(RECORDS SUPPLIED begins)

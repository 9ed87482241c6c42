use std::fs::File;
use std::path::PathBuf;
use std::process::ExitCode;
use std::sync::atomic::{AtomicBool, Ordering};
use std::sync::Arc;
use std::time::{Duration, Instant};

use crossbeam_channel::select;
use trackdb_dispatch::MainThreadMailbox;
use trackdb_library::{
    Config, CrateId, Library, LibraryError, LibraryFeedback, RemovalType, TrackId,
};

const USAGE: &str = "usage: trackdb [--verbose] [--db PATH] <command> [args]

commands:
  dirs                          list library directories
  add-dir DIR                   add a music directory
  remove-dir DIR [hide|purge|keep]
  relocate OLD NEW              move a directory and its tracks
  add-track LOCATION
  crates                        list crates
  create-crate NAME
  rename-crate ID NAME
  delete-crate ID
  lock-crate ID | unlock-crate ID
  crate-add ID TRACK_ID...
  cover LOCATION MD5            register cover art
  purge-covers                  delete unreferenced cover art
  load LOCATION GROUP           resolve a track and load it into a player";

/// How long the main loop waits for background work to report back.
const EVENT_TIMEOUT: Duration = Duration::from_secs(5);

fn init_logging(verbose: bool) {
    use simplelog::{LevelFilter, WriteLogger};

    let log_level = if verbose { LevelFilter::Debug } else { LevelFilter::Warn };

    let log_path = dirs::config_dir()
        .unwrap_or_else(|| PathBuf::from("."))
        .join("trackdb")
        .join("trackdb.log");

    if let Some(parent) = log_path.parent() {
        let _ = std::fs::create_dir_all(parent);
    }

    let log_file = match File::create(&log_path).or_else(|_| File::create("/tmp/trackdb.log")) {
        Ok(file) => file,
        Err(e) => {
            eprintln!("trackdb: logging disabled: {}", e);
            return;
        }
    };

    if WriteLogger::init(log_level, simplelog::Config::default(), log_file).is_err() {
        eprintln!("trackdb: logger already initialised");
        return;
    }

    log::info!("trackdb starting (log level: {:?})", log_level);
}

enum CliError {
    Usage(String),
    Library(LibraryError),
}

impl From<LibraryError> for CliError {
    fn from(e: LibraryError) -> Self {
        CliError::Library(e)
    }
}

type CliResult<T = ()> = Result<T, CliError>;

/// Background work the main loop should wait for before exiting.
#[derive(Clone, Copy, PartialEq, Eq)]
enum Await {
    Nothing,
    PlayerLoad,
    CoverPurge,
}

fn main() -> ExitCode {
    let args: Vec<String> = std::env::args().skip(1).collect();
    let verbose = args.iter().any(|a| a == "--verbose" || a == "-v");
    init_logging(verbose);

    let db_arg = args
        .iter()
        .position(|a| a == "--db")
        .and_then(|i| args.get(i + 1))
        .map(PathBuf::from);
    let command: Vec<&str> = {
        let mut rest = Vec::new();
        let mut skip_next = false;
        for arg in &args {
            if skip_next {
                skip_next = false;
            } else if arg == "--db" {
                skip_next = true;
            } else if arg != "--verbose" && arg != "-v" {
                rest.push(arg.as_str());
            }
        }
        rest
    };
    if command.is_empty() || command[0] == "--help" || command[0] == "-h" {
        println!("{}", USAGE);
        return ExitCode::SUCCESS;
    }

    let config = Config::load();
    let db_path = db_arg
        .or_else(|| config.database_path())
        .unwrap_or_else(|| PathBuf::from(config.database_name()));
    let dispatch = config.dispatch();

    let mailbox = Arc::new(MainThreadMailbox::from_config(&dispatch));
    let mut library = match Library::open(&db_path, dispatch, &mailbox) {
        Ok(library) => library,
        Err(e) => {
            eprintln!("trackdb: could not open {}: {}", db_path.display(), e);
            return ExitCode::FAILURE;
        }
    };

    let loaded = Arc::new(AtomicBool::new(false));
    {
        let loaded = Arc::clone(&loaded);
        library.set_player(move |track, group| {
            println!("loading {} (track {}) into {}", track.location, track.id, group);
            loaded.store(true, Ordering::SeqCst);
        });
    }

    let outcome = run(&library, &command).map(|waiting| {
        pump_events(&library, &mailbox, waiting, &loaded);
    });

    for event in library.drain_feedback() {
        report(&event);
    }
    let summary = library.shutdown();
    log::info!(
        "library closed: {} tasks executed, {} discarded",
        summary.executed,
        summary.discarded
    );

    match outcome {
        Ok(()) => ExitCode::SUCCESS,
        Err(CliError::Usage(msg)) => {
            eprintln!("trackdb: {}\n\n{}", msg, USAGE);
            ExitCode::from(2)
        }
        Err(CliError::Library(e)) => {
            eprintln!("trackdb: {}", e);
            ExitCode::FAILURE
        }
    }
}

fn run(library: &Library, command: &[&str]) -> CliResult<Await> {
    match command {
        ["dirs"] => {
            for dir in library.directories()? {
                println!("{}", dir);
            }
        }
        ["add-dir", dir] => {
            if library.add_directory(dir)? {
                println!("added {}", dir);
            }
        }
        ["remove-dir", dir] => {
            let affected = library.remove_directory(dir, RemovalType::default())?;
            println!("removed {} ({} tracks hidden)", dir, affected);
        }
        ["remove-dir", dir, removal] => {
            let removal = removal.parse::<RemovalType>().map_err(CliError::Usage)?;
            let affected = library.remove_directory(dir, removal)?;
            println!("removed {} ({} tracks affected)", dir, affected);
        }
        ["relocate", old_dir, new_dir] => {
            let moved = library.relocate_directory(old_dir, new_dir)?;
            println!("relocated {} -> {} ({} tracks moved)", old_dir, new_dir, moved.len());
        }
        ["add-track", location] => {
            let id = library.add_track(location)?;
            println!("{}\t{}", id, location);
        }
        ["crates"] => {
            for c in library.crates()? {
                let lock = if c.locked { " [locked]" } else { "" };
                println!("{}\t{}\t{} tracks{}", c.id, c.name, c.track_count, lock);
            }
        }
        ["create-crate", name] => {
            let id = library.create_crate(name)?;
            println!("created crate {} '{}'", id, name.trim());
        }
        ["rename-crate", id, name] => library.rename_crate(parse_crate(id)?, name)?,
        ["delete-crate", id] => library.delete_crate(parse_crate(id)?)?,
        ["lock-crate", id] => library.set_crate_locked(parse_crate(id)?, true)?,
        ["unlock-crate", id] => library.set_crate_locked(parse_crate(id)?, false)?,
        ["crate-add", id, tracks @ ..] if !tracks.is_empty() => {
            let tracks = tracks
                .iter()
                .map(|t| parse_id(t).map(TrackId))
                .collect::<CliResult<Vec<_>>>()?;
            let added = library.add_tracks_to_crate(parse_crate(id)?, &tracks)?;
            println!("added {} tracks", added);
        }
        ["cover", location, md5] => match library.save_cover_art(location, md5)? {
            Some(id) => println!("cover art {}", id),
            None => println!("cover art without a hash is not stored"),
        },
        ["purge-covers"] => {
            library.delete_unused_cover_art()?;
            return Ok(Await::CoverPurge);
        }
        ["load", location, group] => {
            library.load_location_to_player(location, group)?;
            return Ok(Await::PlayerLoad);
        }
        _ => return Err(CliError::Usage(format!("unrecognised command: {}", command.join(" ")))),
    }
    Ok(Await::Nothing)
}

/// Main loop: run mailbox callbacks and print feedback until `waiting` is
/// satisfied or the timeout passes.
fn pump_events(library: &Library, mailbox: &MainThreadMailbox, waiting: Await, loaded: &AtomicBool) {
    if waiting == Await::Nothing {
        return;
    }
    let wake = mailbox.wake_receiver();
    let feedback = library.feedback_receiver();
    let deadline = Instant::now() + EVENT_TIMEOUT;

    loop {
        let Some(remaining) = deadline.checked_duration_since(Instant::now()) else {
            log::warn!("timed out waiting for the library worker");
            eprintln!("trackdb: timed out waiting for the library");
            return;
        };
        select! {
            recv(wake) -> _ => {
                mailbox.run_pending();
                if waiting == Await::PlayerLoad && loaded.load(Ordering::SeqCst) {
                    return;
                }
            }
            recv(feedback) -> event => {
                let Ok(event) = event else { return };
                report(&event);
                match (&event, waiting) {
                    (LibraryFeedback::CoverArtPurged(_), Await::CoverPurge) => return,
                    (LibraryFeedback::LoadTrack { .. }, Await::PlayerLoad) => return,
                    _ => {}
                }
            }
            default(remaining) => {}
        }
    }
}

fn report(event: &LibraryFeedback) {
    match event {
        LibraryFeedback::Notice { title, message } => println!("{}: {}", title, message),
        LibraryFeedback::TracksMoved(ids) => log::info!("{} tracks moved", ids.len()),
        LibraryFeedback::CoverArtPurged(count) => println!("deleted {} unused cover art entries", count),
        LibraryFeedback::LoadTrack { track, group } => {
            println!("no player attached for {} ({})", group, track.location)
        }
        LibraryFeedback::DirectoriesChanged | LibraryFeedback::CratesChanged => {
            log::debug!("library changed: {:?}", event)
        }
    }
}

fn parse_id(s: &str) -> CliResult<i64> {
    s.parse::<i64>()
        .map_err(|_| CliError::Usage(format!("not a numeric id: {}", s)))
}

fn parse_crate(s: &str) -> CliResult<CrateId> {
    parse_id(s).map(CrateId)
}
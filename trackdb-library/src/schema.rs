use rusqlite::{params, Connection, Result as SqlResult};

/// Schema version written to `schema_version` on first open.
pub const SCHEMA_VERSION: i32 = 1;

/// Create all tables. Safe to run on an existing database.
pub fn create_tables(conn: &Connection) -> SqlResult<()> {
    conn.execute_batch(SCHEMA_SQL)?;
    conn.execute(
        "INSERT OR IGNORE INTO schema_version (version, applied_at) VALUES (?1, datetime('now'))",
        params![SCHEMA_VERSION],
    )?;
    Ok(())
}

const SCHEMA_SQL: &str = "
CREATE TABLE IF NOT EXISTS schema_version (
    version INTEGER PRIMARY KEY,
    applied_at TEXT NOT NULL
);

CREATE TABLE IF NOT EXISTS directories (
    directory TEXT PRIMARY KEY
);

CREATE TABLE IF NOT EXISTS cover_art (
    id INTEGER PRIMARY KEY AUTOINCREMENT,
    location TEXT NOT NULL,
    md5 TEXT NOT NULL UNIQUE
);

CREATE TABLE IF NOT EXISTS library (
    id INTEGER PRIMARY KEY AUTOINCREMENT,
    location TEXT NOT NULL UNIQUE,
    directory TEXT NOT NULL,
    filename TEXT NOT NULL,
    hidden INTEGER NOT NULL DEFAULT 0,
    cover_art INTEGER REFERENCES cover_art(id) ON DELETE SET NULL
);
CREATE INDEX IF NOT EXISTS library_directory ON library(directory);

CREATE TABLE IF NOT EXISTS crates (
    id INTEGER PRIMARY KEY AUTOINCREMENT,
    name TEXT NOT NULL UNIQUE,
    locked INTEGER NOT NULL DEFAULT 0
);

CREATE TABLE IF NOT EXISTS crate_tracks (
    crate_id INTEGER NOT NULL REFERENCES crates(id) ON DELETE CASCADE,
    track_id INTEGER NOT NULL REFERENCES library(id) ON DELETE CASCADE,
    UNIQUE (crate_id, track_id)
);
";

#[cfg(test)]
mod tests {
    use super::*;

    #[test]
    fn create_tables_is_repeatable() {
        let conn = Connection::open_in_memory().unwrap();
        create_tables(&conn).unwrap();
        create_tables(&conn).unwrap();
        let version: i32 = conn
            .query_row("SELECT MAX(version) FROM schema_version", [], |row| row.get(0))
            .unwrap();
        assert_eq!(version, SCHEMA_VERSION);
    }
}
use std::str::FromStr;

use crate::queue::DEFAULT_QUEUE_CAPACITY;
use crate::reentrancy::ReentrancyPolicy;

/// Upper bound on the configured queue capacity.
pub const MAX_QUEUE_CAPACITY: usize = 1024;

/// What happens to queued tasks when the engine shuts down.
#[derive(Debug, Clone, Copy, PartialEq, Eq, Default)]
pub enum ShutdownPolicy {
    /// Run every task already queued, then stop.
    #[default]
    Drain,
    /// Drop every task not yet dequeued; blocked sync callers are rejected.
    Discard,
}

impl FromStr for ShutdownPolicy {
    type Err = String;

    fn from_str(s: &str) -> Result<Self, Self::Err> {
        match s.to_ascii_lowercase().as_str() {
            "drain" => Ok(Self::Drain),
            "discard" => Ok(Self::Discard),
            other => Err(format!("unknown shutdown policy '{}'", other)),
        }
    }
}

/// Engine settings.
#[derive(Debug, Clone, PartialEq, Eq)]
pub struct DispatchConfig {
    pub queue_capacity: usize,
    pub shutdown_policy: ShutdownPolicy,
    pub reentrancy: ReentrancyPolicy,
    pub worker_name: String,
}

impl Default for DispatchConfig {
    fn default() -> Self {
        Self {
            queue_capacity: DEFAULT_QUEUE_CAPACITY,
            shutdown_policy: ShutdownPolicy::default(),
            reentrancy: ReentrancyPolicy::default(),
            worker_name: "library-db".to_string(),
        }
    }
}

impl DispatchConfig {
    /// Queue capacity, clamped to 1..=MAX_QUEUE_CAPACITY.
    pub fn queue_capacity(mut self, capacity: usize) -> Self {
        self.queue_capacity = capacity.clamp(1, MAX_QUEUE_CAPACITY);
        self
    }

    pub fn shutdown_policy(mut self, policy: ShutdownPolicy) -> Self {
        self.shutdown_policy = policy;
        self
    }

    pub fn reentrancy(mut self, policy: ReentrancyPolicy) -> Self {
        self.reentrancy = policy;
        self
    }

    pub fn worker_name(mut self, name: impl Into<String>) -> Self {
        self.worker_name = name.into();
        self
    }
}
//! # trackdb-library
//!
//! Music library storage built on `trackdb-dispatch`. The SQLite
//! connection lives on a dedicated worker thread; [`Library`] turns each
//! operation into a labelled task and reports side effects through
//! [`LibraryFeedback`] events and the main-thread mailbox.

pub mod config;
pub mod dao;
pub mod db;
pub mod error;
pub mod feedback;
pub mod library;
pub mod schema;

pub use config::Config;
pub use dao::cover_art::CoverArtId;
pub use dao::crates::{Crate, CrateId};
pub use dao::tracks::{Track, TrackId};
pub use db::LibraryDb;
pub use error::{LibraryError, LibraryResult};
pub use feedback::LibraryFeedback;
pub use library::{Library, PlayerHook, RemovalType};
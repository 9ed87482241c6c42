//! Deadlock-hazard diagnosis between the two directions.
//!
//! The cycle to catch is a worker waiting on the main thread (a mailbox
//! post) while the main thread waits on a worker (`submit_sync`). Either
//! side may arrive second, so both register here and check the other side
//! under the same lock. Whichever arrives second reports the hazard.

use std::collections::{HashMap, HashSet};
use std::str::FromStr;
use std::sync::atomic::{AtomicU64, Ordering};
use std::sync::{Mutex, MutexGuard, PoisonError};
use std::thread::{self, ThreadId};

/// What happens after a deadlock hazard is diagnosed.
#[derive(Debug, Clone, Copy, PartialEq, Eq, Default)]
pub enum ReentrancyPolicy {
    /// Log the hazard and proceed (the call will block).
    #[default]
    Warn,
    /// Log the hazard and fail the call that closed the cycle.
    Reject,
}

impl FromStr for ReentrancyPolicy {
    type Err = String;

    fn from_str(s: &str) -> Result<Self, Self::Err> {
        match s.to_ascii_lowercase().as_str() {
            "warn" => Ok(Self::Warn),
            "reject" => Ok(Self::Reject),
            other => Err(format!("unknown reentrancy policy '{}'", other)),
        }
    }
}

#[derive(Debug, Default)]
struct Waits {
    /// Thread -> label of the `submit_sync` it is blocked in.
    blocked: HashMap<ThreadId, &'static str>,
    /// Worker threads of every engine sharing this monitor.
    workers: HashSet<ThreadId>,
    /// Worker thread -> label of the mailbox post it is waiting in.
    posting: HashMap<ThreadId, &'static str>,
}

#[derive(Debug, Default)]
pub struct ReentrancyMonitor {
    main_thread: Option<ThreadId>,
    policy: ReentrancyPolicy,
    waits: Mutex<Waits>,
    hazards: AtomicU64,
}

impl ReentrancyMonitor {
    /// A monitor with no main thread. Nothing can close the cycle against
    /// it, so it never reports a hazard.
    pub fn new() -> Self {
        Self::default()
    }

    /// Monitor for the mailbox served by `main_thread`.
    pub fn for_main_thread(main_thread: ThreadId, policy: ReentrancyPolicy) -> Self {
        Self {
            main_thread: Some(main_thread),
            policy,
            ..Self::default()
        }
    }

    fn lock(&self) -> MutexGuard<'_, Waits> {
        self.waits.lock().unwrap_or_else(PoisonError::into_inner)
    }

    pub fn policy(&self) -> ReentrancyPolicy {
        self.policy
    }

    /// Register the current thread as a worker until the guard drops.
    pub(crate) fn register_worker(&self) -> WorkerGuard<'_> {
        let thread = thread::current().id();
        self.lock().workers.insert(thread);
        WorkerGuard {
            monitor: self,
            thread,
        }
    }

    pub fn is_worker(&self, thread: ThreadId) -> bool {
        self.lock().workers.contains(&thread)
    }

    /// Mark the current thread as blocked in `submit_sync(label)` until the
    /// returned guard drops.
    ///
    /// On the main thread, also returns the label of a post some worker is
    /// already waiting in, if any.
    pub(crate) fn enter_sync(&self, label: &'static str) -> (BlockedGuard<'_>, Option<&'static str>) {
        let thread = thread::current().id();
        let mut waits = self.lock();
        waits.blocked.insert(thread, label);
        let waiting_post = if Some(thread) == self.main_thread {
            waits.posting.values().next().copied()
        } else {
            None
        };
        drop(waits);
        (
            BlockedGuard {
                monitor: self,
                thread,
            },
            waiting_post,
        )
    }

    /// Mark the current worker thread as waiting on the main thread in
    /// post `label` until the returned guard drops.
    ///
    /// Returns `None` on a thread that is not a worker: such a poster
    /// cannot stall the main thread's `submit_sync`. Otherwise also returns
    /// the label of the `submit_sync` the main thread is blocked in, if any.
    pub(crate) fn enter_post(&self, label: &'static str) -> Option<(PostingGuard<'_>, Option<&'static str>)> {
        let main_thread = self.main_thread?;
        let thread = thread::current().id();
        let mut waits = self.lock();
        if !waits.workers.contains(&thread) {
            return None;
        }
        waits.posting.insert(thread, label);
        let blocked_in = waits.blocked.get(&main_thread).copied();
        drop(waits);
        Some((
            PostingGuard {
                monitor: self,
                thread,
            },
            blocked_in,
        ))
    }

    /// Label of the `submit_sync` that `thread` is blocked in, if any.
    pub fn blocked_in(&self, thread: ThreadId) -> Option<&'static str> {
        self.lock().blocked.get(&thread).copied()
    }

    pub(crate) fn record_hazard(&self) {
        self.hazards.fetch_add(1, Ordering::Relaxed);
    }

    pub fn hazards(&self) -> u64 {
        self.hazards.load(Ordering::Relaxed)
    }
}

pub(crate) struct BlockedGuard<'a> {
    monitor: &'a ReentrancyMonitor,
    thread: ThreadId,
}

impl Drop for BlockedGuard<'_> {
    fn drop(&mut self) {
        self.monitor.lock().blocked.remove(&self.thread);
    }
}

pub(crate) struct PostingGuard<'a> {
    monitor: &'a ReentrancyMonitor,
    thread: ThreadId,
}

impl Drop for PostingGuard<'_> {
    fn drop(&mut self) {
        self.monitor.lock().posting.remove(&self.thread);
    }
}

pub(crate) struct WorkerGuard<'a> {
    monitor: &'a ReentrancyMonitor,
    thread: ThreadId,
}

impl Drop for WorkerGuard<'_> {
    fn drop(&mut self) {
        self.monitor.lock().workers.remove(&self.thread);
    }
}
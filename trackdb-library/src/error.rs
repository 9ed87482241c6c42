use thiserror::Error;
use trackdb_dispatch::{DispatchError, MailboxError};

use crate::dao::crates::CrateId;

pub type LibraryResult<T> = Result<T, LibraryError>;

#[derive(Debug, Error)]
pub enum LibraryError {
    #[error("database error: {0}")]
    Db(#[from] rusqlite::Error),

    #[error("I/O error: {0}")]
    Io(#[from] std::io::Error),

    #[error(transparent)]
    Dispatch(#[from] DispatchError),

    #[error(transparent)]
    Mailbox(#[from] MailboxError),

    #[error("crate name must not be empty")]
    EmptyCrateName,

    #[error("a crate named '{0}' already exists")]
    CrateExists(String),

    #[error("crate {0} does not exist")]
    NoSuchCrate(CrateId),

    #[error("crate {0} is locked")]
    CrateLocked(CrateId),
}
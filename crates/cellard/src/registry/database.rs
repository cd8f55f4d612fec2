//! A single open database.

use std::ops::Bound;
use std::path::Path;

use super::errors::StorageError;

/// Handle to one embedded engine instance.
///
/// Handles are shared as `Arc<Database>`. Key-level operations go straight to
/// the engine; the registry only serializes opening and dropping.
#[derive(Debug)]
pub struct Database {
    tree: sled::Db,
}

/// Key/value pair returned by range scans.
pub type Entry = (String, String);

impl Database {
    pub(crate) fn open(path: &Path) -> Result<Self, StorageError> {
        let tree = sled::Config::new().path(path).open()?;
        Ok(Self { tree })
    }

    /// Fetches the value stored under `key`.
    pub fn get(&self, key: &str) -> Result<Option<String>, StorageError> {
        self.tree
            .get(key.as_bytes())?
            .map(|value| decode_text(key, &value))
            .transpose()
    }

    /// Stores `value` under `key`, replacing any previous value.
    pub fn put(&self, key: &str, value: &str) -> Result<(), StorageError> {
        self.tree.insert(key.as_bytes(), value.as_bytes())?;
        Ok(())
    }

    /// Removes `key`. Returns whether it was present.
    pub fn delete(&self, key: &str) -> Result<bool, StorageError> {
        Ok(self.tree.remove(key.as_bytes())?.is_some())
    }

    /// Returns whether `key` is present.
    pub fn contains(&self, key: &str) -> Result<bool, StorageError> {
        Ok(self.tree.contains_key(key.as_bytes())?)
    }

    /// Collects up to `limit` entries within `bounds`, in key order.
    pub fn range(
        &self,
        bounds: (Bound<&str>, Bound<&str>),
        limit: Option<usize>,
    ) -> Result<Vec<Entry>, StorageError> {
        let bounds = (
            bounds.0.map(str::as_bytes),
            bounds.1.map(str::as_bytes),
        );
        let limit = limit.unwrap_or(usize::MAX);
        let mut entries = Vec::new();
        for item in self.tree.range::<&[u8], _>(bounds).take(limit) {
            let (key, value) = item?;
            let key = String::from_utf8(key.to_vec()).map_err(|error| StorageError::InvalidUtf8 {
                key: String::from_utf8_lossy(error.as_bytes()).into_owned(),
            })?;
            let value = decode_text(&key, &value)?;
            entries.push((key, value));
        }
        Ok(entries)
    }

    /// Writes dirty buffers to disk.
    pub fn flush(&self) -> Result<(), StorageError> {
        self.tree.flush()?;
        Ok(())
    }
}

fn decode_text(key: &str, bytes: &[u8]) -> Result<String, StorageError> {
    std::str::from_utf8(bytes)
        .map(str::to_owned)
        .map_err(|_| StorageError::InvalidUtf8 {
            key: key.to_owned(),
        })
}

(RECORDS SUPPLIED ends)

Working from the data above, extract solely the lines from the one containing "s.parse::<i64>()" through the one containing "crate_id INTEGER NOT", exactly as they appear, both included.

    s.parse::<i64>()
        .map_err(|_| CliError::Usage(format!("not a numeric id: {}", s)))
}

fn parse_crate(s: &str) -> CliResult<CrateId> {
    parse_id(s).map(CrateId)
}
filename trackdb-library/src/schema.rs
use rusqlite::{params, Connection, Result as SqlResult};

/// Schema version written to `schema_version` on first open.
pub const SCHEMA_VERSION: i32 = 1;

/// Create all tables. Safe to run on an existing database.
pub fn create_tables(conn: &Connection) -> SqlResult<()> {
    conn.execute_batch(SCHEMA_SQL)?;
    conn.execute(
        "INSERT OR IGNORE INTO schema_version (version, applied_at) VALUES (?1, datetime('now'))",
        params![SCHEMA_VERSION],
    )?;
    Ok(())
}

const SCHEMA_SQL: &str = "
CREATE TABLE IF NOT EXISTS schema_version (
    version INTEGER PRIMARY KEY,
    applied_at TEXT NOT NULL
);

CREATE TABLE IF NOT EXISTS directories (
    directory TEXT PRIMARY KEY
);

CREATE TABLE IF NOT EXISTS cover_art (
    id INTEGER PRIMARY KEY AUTOINCREMENT,
    location TEXT NOT NULL,
    md5 TEXT NOT NULL UNIQUE
);

CREATE TABLE IF NOT EXISTS library (
    id INTEGER PRIMARY KEY AUTOINCREMENT,
    location TEXT NOT NULL UNIQUE,
    directory TEXT NOT NULL,
    filename TEXT NOT NULL,
    hidden INTEGER NOT NULL DEFAULT 0,
    cover_art INTEGER REFERENCES cover_art(id) ON DELETE SET NULL
);
CREATE INDEX IF NOT EXISTS library_directory ON library(directory);

CREATE TABLE IF NOT EXISTS crates (
    id INTEGER PRIMARY KEY AUTOINCREMENT,
    name TEXT NOT NULL UNIQUE,
    locked INTEGER NOT NULL DEFAULT 0
);

CREATE TABLE IF NOT EXISTS crate_tracks (
    crate_id INTEGER NOT NULL REFERENCES crates(id) ON DELETE CASCADE,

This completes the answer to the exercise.